The most important contribution of professional operators from Los Angeles, however, was the strengthening of the bond between Southern California and Las Vegas.
Gamblers like McAfee, Cornero, and Siegel had all worked in the Los Angeles area and encouraged many of their former customers to visit southern Nevada.
Moreover, relocated casino entrepreneurs knew how to cater to Southern Californians.

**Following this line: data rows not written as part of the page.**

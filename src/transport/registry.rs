use std::collections::BTreeMap;
use std::future::Future;
use std::pin::Pin;
use std::sync::Arc;

use crate::error::ListenError;
use crate::transport::tls::TlsSettings;
use crate::transport::uds::UdsSettings;
use crate::transport::{ConnHandler, TransportListener};

/// Everything a transport needs to come up: which protocol to instantiate,
/// its protocol-specific settings, and optional TLS material. Snapshot taken
/// at construction time, immutable afterwards.
#[derive(Clone, Debug)]
pub struct StreamSettings {
    pub protocol: String,
    pub uds: UdsSettings,
    pub tls: Option<TlsSettings>,
}

type ListenFuture = Pin<Box<dyn Future<Output = Result<Box<dyn TransportListener>, ListenError>> + Send>>;

/// Constructor for one transport: settings plus handler in, running listener
/// out.
pub type ListenFn = fn(StreamSettings, Arc<dyn ConnHandler>) -> ListenFuture;

/// Maps a protocol name to its listener constructor. Populated explicitly
/// during application wiring; nothing registers itself behind the caller's
/// back.
pub struct TransportRegistry {
    listeners: BTreeMap<String, ListenFn>,
}

impl TransportRegistry {
    pub fn new() -> Self {
        Self {
            listeners: BTreeMap::new(),
        }
    }

    pub fn register(&mut self, protocol: &str, listen: ListenFn) -> Result<(), ListenError> {
        if self.listeners.contains_key(protocol) {
            return Err(ListenError::Registration(format!(
                "transport '{}' is already registered",
                protocol
            )));
        }
        self.listeners.insert(protocol.to_owned(), listen);
        Ok(())
    }

    pub async fn listen(
        &self,
        settings: StreamSettings,
        handler: Arc<dyn ConnHandler>,
    ) -> Result<Box<dyn TransportListener>, ListenError> {
        let Some(listen) = self.listeners.get(settings.protocol.as_str()) else {
            return Err(ListenError::Registration(format!(
                "no transport registered for '{}'",
                settings.protocol
            )));
        };
        listen(settings, handler).await
    }
}

impl Default for TransportRegistry {
    fn default() -> Self {
        Self::new()
    }
}

/// Registers every transport this crate ships. Called once during startup;
/// a failure here is fatal to the process, not to any single listener.
pub fn register_builtin(registry: &mut TransportRegistry) -> Result<(), ListenError> {
    registry.register(crate::transport::uds::PROTOCOL_NAME, crate::transport::uds::listen_uds)
}

#[cfg(test)]
mod tests {
    use super::*;

    #[test]
    fn duplicate_registration_is_an_error() {
        let mut registry = TransportRegistry::new();
        register_builtin(&mut registry).expect("first registration");
        assert!(register_builtin(&mut registry).is_err());
    }
}
use std::io;

use thiserror::Error;

/// Errors that abort a single listen attempt. Construction failures never
/// affect other listeners; the caller decides whether the process survives.
#[derive(Debug, Error)]
pub enum ListenError {
    #[error("invalid endpoint configuration: {0}")]
    Config(String),

    #[error("failed to bind {endpoint}: {source}")]
    Bind {
        endpoint: String,
        #[source]
        source: io::Error,
    },

    #[error("invalid TLS configuration: {0}")]
    Tls(String),

    #[error("transport registration failed: {0}")]
    Registration(String),
}

/// Outcome classification for a single accept. Only `Closed` terminates the
/// accept loop; everything else drops the offending connection and the loop
/// keeps going.
#[derive(Debug, Error)]
pub enum AcceptError {
    #[error("listener closed")]
    Closed,

    #[error("failed to accept connection: {0}")]
    Io(#[from] io::Error),

    #[error("rejected connection: {0}")]
    ProxyHeader(#[from] ProxyHeaderError),
}

impl AcceptError {
    pub fn is_shutdown(&self) -> bool {
        matches!(self, Self::Closed)
    }
}

/// Why a required PROXY protocol header could not be taken off the front of
/// a connection.
#[derive(Debug, Error)]
pub enum ProxyHeaderError {
    #[error("connection ended before a complete PROXY header")]
    Truncated,

    #[error("PROXY header exceeds {0} bytes")]
    Oversized(usize),

    #[error("malformed PROXY header: {0}")]
    Malformed(String),

    #[error("timed out waiting for PROXY header")]
    TimedOut,

    #[error("i/o error while reading PROXY header: {0}")]
    Io(#[from] io::Error),
}
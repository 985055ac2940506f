use std::fmt::{Debug, Display, Formatter};
use std::net::SocketAddr;
use std::path::PathBuf;

use async_trait::async_trait;
use tokio::io::{AsyncRead, AsyncWrite};

use crate::error::AcceptError;

pub mod proxy_header;
pub mod registry;
pub mod tls;
pub mod uds;

/// Marker for byte streams the transport layer hands around. Raw sockets,
/// header-stripped sockets and TLS-wrapped sockets all end up behind this.
pub trait AsyncStream: AsyncRead + AsyncWrite + Unpin + Send {}

impl<T: AsyncRead + AsyncWrite + Unpin + Send> AsyncStream for T {}

impl Debug for dyn AsyncStream {
    fn fmt(&self, f: &mut Formatter<'_>) -> std::fmt::Result {
        f.write_str("<AsyncStream>")
    }
}

/// The unified connection type every layer operates on.
pub type Stream = Box<dyn AsyncStream>;

/// Peer identity of an accepted connection. Starts out as the immediate
/// socket peer; a PROXY header upgrades it to the declared originating
/// address.
#[derive(Clone, PartialEq, Eq)]
pub enum PeerAddr {
    Unix(Option<PathBuf>),
    Inet(SocketAddr),
}

impl Display for PeerAddr {
    fn fmt(&self, f: &mut Formatter<'_>) -> std::fmt::Result {
        match self {
            PeerAddr::Unix(Some(path)) => write!(f, "unix:{}", path.display()),
            PeerAddr::Unix(None) => write!(f, "unix:(unnamed)"),
            PeerAddr::Inet(socket_addr) => write!(f, "{}", socket_addr),
        }
    }
}

impl Debug for PeerAddr {
    fn fmt(&self, f: &mut Formatter<'_>) -> std::fmt::Result {
        write!(f, "[peer: {}]", self)
    }
}

/// A fully wrapped connection on its way to the handler. Ownership moves to
/// the handler; the accept loop keeps nothing.
pub struct AcceptedConn {
    pub stream: Stream,
    pub peer: PeerAddr,
}

/// Blocking "accept the next connection" capability. The raw socket binder
/// and the PROXY header decorator implement the same interface, so the
/// listener composes them at construction time and never looks back.
#[async_trait]
pub trait Acceptor: Send + Sync {
    async fn accept(&self) -> Result<(Stream, PeerAddr), AcceptError>;
}

/// A bound, running listener as the registry hands it back: enough surface
/// to report where it listens and to shut it down.
#[async_trait]
pub trait TransportListener: Send + Sync {
    fn local_endpoint(&self) -> String;

    async fn close(&self) -> std::io::Result<()>;
}

/// Callback invoked once per accepted, fully wrapped connection. Must return
/// quickly; anything long-running gets dispatched to its own task.
pub trait ConnHandler: Send + Sync {
    fn handle(&self, conn: AcceptedConn);
}

impl<F> ConnHandler for F
where
    F: Fn(AcceptedConn) + Send + Sync,
{
    fn handle(&self, conn: AcceptedConn) {
        self(conn)
    }
}
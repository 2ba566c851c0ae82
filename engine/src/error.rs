// Copyright 2025 The ENKA-S Authors
//
// Licensed under the Apache License, Version 2.0 (the "License");
// you may not use this file except in compliance with the License.
// You may obtain a copy of the License at
//
//     http://www.apache.org/licenses/LICENSE-2.0
//
// Unless required by applicable law or agreed to in writing, software
// distributed under the License is distributed on an "AS IS" BASIS,
// WITHOUT WARRANTIES OR CONDITIONS OF ANY KIND, either express or implied.
// See the License for the specific language governing permissions and
// limitations under the License.
//! The crate's error taxonomy.

use thiserror::Error;

/// Errors this crate's public API can return.
///
/// Malformed rows from [`crate::generation::create_from_stream`] are never
/// surfaced through this type — they are logged at `DEBUG` and the
/// offending row is skipped, per the reference contract. This enum covers
/// everything that actually halts a run.
#[derive(Debug, Error)]
pub enum EngineError {
    /// A generator's or integrator's settings failed validation. No state
    /// was mutated before the error was raised.
    #[error("invalid settings: {0}")]
    InvalidSettings(String),

    /// A pool or octree arena could not allocate the capacity it was asked
    /// for. Fatal; propagates straight out of the constructor.
    #[error("allocation failure: {0}")]
    AllocationFailure(String),

    /// A writer could not open or write its destination.
    #[error("I/O failure: {0}")]
    IoFailure(#[from] std::io::Error),

    /// The run was cancelled cooperatively via a [`crate::dataflow::CancellationToken`].
    /// Not a hard failure — an orderly drain, distinguishable from `Ok`
    /// completion by callers that care.
    #[error("run cancelled")]
    Cancelled,
}
// Copyright 2025 The ENKA-S Authors
//
// Licensed under the Apache License, Version 2.0 (the "License");
// you may not use this file except in compliance with the License.
// You may obtain a copy of the License at
//
//     http://www.apache.org/licenses/LICENSE-2.0
//
// Unless required by applicable law or agreed to in writing, software
// distributed under the License is distributed on an "AS IS" BASIS,
// WITHOUT WARRANTIES OR CONDITIONS OF ANY KIND, either express or implied.
// See the License for the specific language governing permissions and
// limitations under the License.
//! Generates a Plummer sphere and evolves it with the Barnes-Hut leapfrog
//! integrator, writing both streams to CSV.

use nbody_engine::dataflow::{BoundedQueue, BufferPool, CancellationToken};
use nbody_engine::generation::{self, GenerationConfig, GenerationSettings, PlummerSphereSettings};
use nbody_engine::integration::{BarnesHutLeapfrogSettings, BarnesHutLeapfrogSimulator, Simulator};
use nbody_engine::runner::{Runner, RunnerConfig};
use nbody_engine::system::System;
use nbody_engine::writer::{CsvDiagnosticsWriter, CsvTrajectoryWriter, SnapshotWriter};

fn main() {
    env_logger::init();

    let config = GenerationConfig {
        seed: 42,
        settings: GenerationSettings::PlummerSphere(PlummerSphereSettings {
            particle_count: 500,
            sphere_radius: 10.0,
            total_mass: 500.0,
        }),
    };
    let system = generation::create(&config).expect("valid settings");

    let softening = 0.05;
    let simulator = Simulator::BarnesHutLeapfrog(BarnesHutLeapfrogSimulator::new(BarnesHutLeapfrogSettings {
        time_step: 0.005,
        theta_mac: 0.5,
        softening_parameter: softening,
    }));

    let runner_config = RunnerConfig {
        render_step: 0.1,
        diagnostics_step: 0.05,
        analytics_step: 0.0,
        persist_trajectory: true,
        persist_diagnostics: true,
    };
    let runner = Runner::new(runner_config);

    let pool = BufferPool::new(64, System::new).expect("pool size is positive");
    let trajectory_queue = BoundedQueue::new(64);
    let diagnostics_queue = BoundedQueue::new(64);
    let cancel = CancellationToken::new();

    let out_dir = std::env::temp_dir().join("enkas-plummer-demo");
    let mut trajectory_writer =
        CsvTrajectoryWriter::create(out_dir.join("trajectory.csv")).expect("writer opens");
    let mut diagnostics_writer =
        CsvDiagnosticsWriter::create(out_dir.join("diagnostics.csv")).expect("writer opens");

    std::thread::scope(|scope| {
        scope.spawn(|| {
            runner
                .run(simulator, system, 1.0, softening, &pool, &trajectory_queue, &diagnostics_queue, &cancel)
                .expect("run should not fail on valid settings");
        });

        while let Some(snapshot) = trajectory_queue.pop().flatten() {
            trajectory_writer.write_snapshot(snapshot.time, &snapshot.data).expect("write succeeds");
        }
        while let Some(snapshot) = diagnostics_queue.pop().flatten() {
            diagnostics_writer.write_snapshot(snapshot.time, &snapshot.data).expect("write succeeds");
        }
    });

    println!("wrote trajectory and diagnostics to {}", out_dir.display());
}
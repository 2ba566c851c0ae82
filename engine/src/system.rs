// Copyright 2025 The ENKA-S Authors
//
// Licensed under the Apache License, Version 2.0 (the "License");
// you may not use this file except in compliance with the License.
// You may obtain a copy of the License at
//
//     http://www.apache.org/licenses/LICENSE-2.0
//
// Unless required by applicable law or agreed to in writing, software
// distributed under the License is distributed on an "AS IS" BASIS,
// WITHOUT WARRANTIES OR CONDITIONS OF ANY KIND, either express or implied.
// See the License for the specific language governing permissions and
// limitations under the License.
//! The structure-of-arrays particle data model.

use crate::math::Vector3D;

/// A collection of particles stored as three parallel arrays rather than a
/// vector of particle objects. Every generator produces one `System`, every
/// integrator owns exactly one for the duration of a run.
///
/// The three arrays always have equal length; there is no indirect particle
/// type. Index `i` denotes the same particle across `positions`, `velocities`
/// and `masses`.
#[derive(Debug, Default, Clone, PartialEq)]
pub struct System {
    pub positions: Vec<Vector3D>,
    pub velocities: Vec<Vector3D>,
    pub masses: Vec<f64>,
}

impl System {
    /// An empty system with no particles.
    pub fn new() -> Self {
        System::default()
    }

    /// Build a system from three equal-length arrays.
    ///
    /// # Panics
    ///
    /// Panics if the three arrays do not have the same length — this is a
    /// programmer error, not a runtime condition callers should recover
    /// from.
    pub fn from_arrays(positions: Vec<Vector3D>, velocities: Vec<Vector3D>, masses: Vec<f64>) -> Self {
        assert_eq!(positions.len(), velocities.len());
        assert_eq!(positions.len(), masses.len());
        System { positions, velocities, masses }
    }

    /// An empty system sized to hold `n` particles, all zeroed.
    pub fn resize(n: usize) -> Self {
        System {
            positions: vec![Vector3D::ZERO; n],
            velocities: vec![Vector3D::ZERO; n],
            masses: vec![0.0; n],
        }
    }

    /// Number of particles in the system.
    pub fn count(&self) -> usize {
        self.positions.len()
    }

    pub fn is_empty(&self) -> bool {
        self.count() == 0
    }
}
// Copyright 2025 The ENKA-S Authors
//
// Licensed under the Apache License, Version 2.0 (the "License");
// you may not use this file except in compliance with the License.
// You may obtain a copy of the License at
//
//     http://www.apache.org/licenses/LICENSE-2.0
//
// Unless required by applicable law or agreed to in writing, software
// distributed under the License is distributed on an "AS IS" BASIS,
// WITHOUT WARRANTIES OR CONDITIONS OF ANY KIND, either express or implied.
// See the License for the specific language governing permissions and
// limitations under the License.
//! Hermite integration with individual per-particle time steps (Makino &
//! Aarseth). Unlike the global schemes, a `step` here advances exactly one
//! particle — whichever is due soonest — rather than the whole system by a
//! shared `dt`.

use std::collections::BTreeMap;

use ordered_float::OrderedFloat;

use crate::dataflow::CancellationToken;
use crate::error::EngineError;
use crate::math::Vector3D;
use crate::physics;
use crate::system::System;

use super::{HitsSettings, Integrator};

pub struct HitsSimulator {
    settings: HitsSettings,
    softening_sqr: f64,
    system: System,

    times: Vec<f64>,
    time_steps: Vec<f64>,
    accelerations: Vec<Vector3D>,
    jerks: Vec<Vector3D>,
    snaps: Vec<Vector3D>,
    crackles: Vec<Vector3D>,

    /// Next-update time -> particle index. Always exactly N entries.
    schedule: BTreeMap<OrderedFloat<f64>, usize>,
    /// Each particle's current key, mirroring `schedule` so a specific
    /// particle's entry could be located without a linear scan.
    keys: Vec<OrderedFloat<f64>>,
}

fn pair_acc_jerk(r: Vector3D, v: Vector3D, mass_j: f64, softening_sqr: f64) -> (Vector3D, Vector3D) {
    let dist2 = r.norm2() + softening_sqr;
    if dist2 <= 0.0 {
        return (Vector3D::new(0.0, 0.0, 0.0), Vector3D::new(0.0, 0.0, 0.0));
    }
    let dist_inv = 1.0 / dist2.sqrt();
    let dist_inv3 = dist_inv * dist_inv * dist_inv;
    let dist_inv5 = dist_inv3 * dist_inv * dist_inv;
    let rv = r.dot(&v);

    let acc = r * (mass_j * dist_inv3);
    let jerk = v * (mass_j * dist_inv3) - r * (mass_j * 3.0 * rv * dist_inv5);
    (acc, jerk)
}

/// Cold-start time step for a particle with no snap/crackle history yet:
/// a first-order estimate of how long it takes the jerk to change the
/// acceleration by its own magnitude.
fn initial_time_step(acc: Vector3D, jerk: Vector3D, eta: f64) -> f64 {
    let j = jerk.norm();
    if j > 0.0 { eta * acc.norm() / j } else { eta }
}

fn aarseth_time_step(acc: Vector3D, jerk: Vector3D, snap: Vector3D, crackle: Vector3D, eta: f64) -> f64 {
    let a = acc.norm();
    let j = jerk.norm();
    let s = snap.norm();
    let c = crackle.norm();

    let numerator = (a * s + j * j).sqrt();
    let denominator = j * c + s * s;
    if denominator > 0.0 { eta * numerator / denominator } else { eta }
}

impl HitsSimulator {
    pub fn new(settings: HitsSettings) -> Self {
        let softening_sqr = settings.softening_parameter * settings.softening_parameter;
        HitsSimulator {
            settings,
            softening_sqr,
            system: System::new(),
            times: Vec::new(),
            time_steps: Vec::new(),
            accelerations: Vec::new(),
            jerks: Vec::new(),
            snaps: Vec::new(),
            crackles: Vec::new(),
            schedule: BTreeMap::new(),
            keys: Vec::new(),
        }
    }

    /// Acceleration and jerk on particle `i`, against every other particle
    /// at the positions/velocities given by `positions`/`velocities`.
    fn acc_jerk_on(
        &self,
        i: usize,
        positions: &[Vector3D],
        velocities: &[Vector3D],
    ) -> (Vector3D, Vector3D) {
        let n = self.system.count();
        let mut acc = Vector3D::new(0.0, 0.0, 0.0);
        let mut jrk = Vector3D::new(0.0, 0.0, 0.0);
        for k in 0..n {
            if k == i {
                continue;
            }
            let r = positions[k] - positions[i];
            let v = velocities[k] - velocities[i];
            let (a, j) = pair_acc_jerk(r, v, self.system.masses[k], self.softening_sqr);
            acc += a;
            jrk += j;
        }
        (acc, jrk)
    }
}

impl Integrator for HitsSimulator {
    fn set_system(&mut self, mut initial: System) -> Result<(), EngineError> {
        physics::scale_to_henon_units(&mut initial, self.settings.softening_parameter);
        let n = initial.count();
        self.system = initial;

        self.times = vec![0.0; n];
        self.accelerations = vec![Vector3D::new(0.0, 0.0, 0.0); n];
        self.jerks = vec![Vector3D::new(0.0, 0.0, 0.0); n];
        self.snaps = vec![Vector3D::new(0.0, 0.0, 0.0); n];
        self.crackles = vec![Vector3D::new(0.0, 0.0, 0.0); n];
        self.time_steps = vec![0.0; n];
        self.schedule.clear();
        self.keys = vec![OrderedFloat(0.0); n];

        let eta = self.settings.time_step_parameter;
        for i in 0..n {
            let (acc, jrk) = self.acc_jerk_on(i, &self.system.positions, &self.system.velocities);
            self.accelerations[i] = acc;
            self.jerks[i] = jrk;
            self.time_steps[i] = initial_time_step(acc, jrk, eta);

            let key = OrderedFloat(self.time_steps[i]);
            self.keys[i] = key;
            self.schedule.insert(key, i);
        }

        Ok(())
    }

    fn step(&mut self, cancel: &CancellationToken) {
        let n = self.system.count();
        if cancel.is_cancelled() || n == 0 {
            return;
        }

        let Some((OrderedFloat(t_next), i)) = self.schedule.pop_first() else {
            return;
        };

        let mut positions_pred = self.system.positions.clone();
        let mut velocities_pred = self.system.velocities.clone();
        for k in 0..n {
            if cancel.is_cancelled() {
                self.schedule.insert(OrderedFloat(t_next), i);
                return;
            }
            if k == i {
                continue;
            }
            let delta = t_next - self.times[k];
            positions_pred[k] = self.system.positions[k]
                + self.system.velocities[k] * delta
                + self.accelerations[k] * (delta * delta / 2.0)
                + self.jerks[k] * (delta * delta * delta / 6.0);
            velocities_pred[k] = self.system.velocities[k]
                + self.accelerations[k] * delta
                + self.jerks[k] * (delta * delta / 2.0);
        }

        let (a_pred, j_pred) = self.acc_jerk_on(i, &positions_pred, &velocities_pred);

        let h = t_next - self.times[i];
        let a0 = self.accelerations[i];
        let j0 = self.jerks[i];

        let vel_corrected =
            self.system.velocities[i] + (a0 + a_pred) * (h / 2.0) + (j0 - j_pred) * (h * h / 12.0);
        let pos_corrected = self.system.positions[i]
            + (self.system.velocities[i] + vel_corrected) * (h / 2.0)
            + (a0 - a_pred) * (h * h / 12.0);

        let h2 = h * h;
        let h3 = h2 * h;
        let snap = (-(a0 - a_pred) * 6.0 - (j0 * 4.0 + j_pred * 2.0) * h) / h2;
        let crackle = ((a0 - a_pred) * 12.0 + (j0 + j_pred) * (6.0 * h)) / h3;

        let eta = self.settings.time_step_parameter;
        let new_dt = aarseth_time_step(a_pred, j_pred, snap, crackle, eta);

        self.system.positions[i] = pos_corrected;
        self.system.velocities[i] = vel_corrected;
        self.accelerations[i] = a_pred;
        self.jerks[i] = j_pred;
        self.snaps[i] = snap;
        self.crackles[i] = crackle;
        self.times[i] = t_next;
        self.time_steps[i] = new_dt;

        let new_key = OrderedFloat(t_next + new_dt);
        self.keys[i] = new_key;
        self.schedule.insert(new_key, i);
    }

    fn system_time(&self) -> f64 {
        self.times.iter().copied().fold(f64::INFINITY, f64::min)
    }

    fn system(&self) -> &System {
        &self.system
    }
}

#[cfg(test)]
mod tests {
    use super::*;
    use crate::system::System;

    fn two_body() -> System {
        System::from_arrays(
            vec![Vector3D::new(-1.0, 0.0, 0.0), Vector3D::new(1.0, 0.0, 0.0)],
            vec![Vector3D::new(0.0, -0.1, 0.0), Vector3D::new(0.0, 0.1, 0.0)],
            vec![1.0, 1.0],
        )
    }

    #[test]
    fn schedule_always_has_exactly_n_entries() {
        let mut sim = HitsSimulator::new(HitsSettings { time_step_parameter: 0.01, softening_parameter: 0.01 });
        sim.set_system(two_body()).unwrap();
        let cancel = CancellationToken::new();
        for _ in 0..50 {
            assert_eq!(sim.schedule.len(), 2);
            sim.step(&cancel);
        }
        assert_eq!(sim.schedule.len(), 2);
    }

    #[test]
    fn system_time_is_the_minimum_particle_time() {
        let mut sim = HitsSimulator::new(HitsSettings { time_step_parameter: 0.01, softening_parameter: 0.01 });
        sim.set_system(two_body()).unwrap();
        let cancel = CancellationToken::new();
        for _ in 0..10 {
            sim.step(&cancel);
        }
        let expected = sim.times.iter().copied().fold(f64::INFINITY, f64::min);
        assert_eq!(sim.system_time(), expected);
    }

    #[test]
    fn stepping_advances_exactly_one_particle() {
        let mut sim = HitsSimulator::new(HitsSettings { time_step_parameter: 0.01, softening_parameter: 0.01 });
        sim.set_system(two_body()).unwrap();
        let times_before = sim.times.clone();
        sim.step(&CancellationToken::new());
        let changed = (0..2).filter(|&i| sim.times[i] != times_before[i]).count();
        assert_eq!(changed, 1);
    }
}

When Guy McAfee timed the opening of his 91 club, on the Los Angeles highway, to coincide with Ria Gable's divorce from Clark Gable, he demonstrated the knack for publicity that was essential to the rapid growth of the gaming industry in Las Vegas.
McAfee and his California colleagues not only amended their local adversaries to broaden their businesses, but they also mimicked Las Vegas' and Hollywood' past.
The movie crowd had regularly patronized the gambling dens along Spring Street before the municipal reforms of 1938 and 1939.
Now it made its way increasingly to southern Nevada, and attractedother Californians to the desert town in its wake.
Taking a cue from the newly arrived entrepreneurs, the Las Vegas Chamber of Commerce readily incorporated Hollywood personalities into a promotional campaign.
By this means urging tourists to rub elbows with writers, movie stars, directors, and other vacationists around the gaming tables, a ploy certain to appeal to a population enamored of its celluloid heroes.
The migration of experienced casino operators from Los Angeles at long last made Las Vegas a full-fledged satellite of Southern California.
A mere trickle during the 1930s, the swelling current of Angelenos streaming through Las Vegas after 1939 washed away old limitations and drastically reshaped both gaming practices and the resort town.
A certain fondness for southern Nevada and a pronounced inclination to gamble openly channeled Californians' thorough-going impact on the desert community.
Angelenos had demonstrated an attachment to the area by visiting enough to the Coast to be an ideal automobile excursion, its climate seemed familiarly pleasant, especially with the growing use of air conditioning, and it offered recreational opportunities that appealed to Californians, but after municipal reforms in Los Angeles, were less readily available in the Golden State.
Moreover, once they began traveling to Las Vegas regularly, Southern Californians found the town congenial.
The trappings of the wild West may have attracted visitors to southern Nevada a first time, but such gimmicks gradually lost their appeal.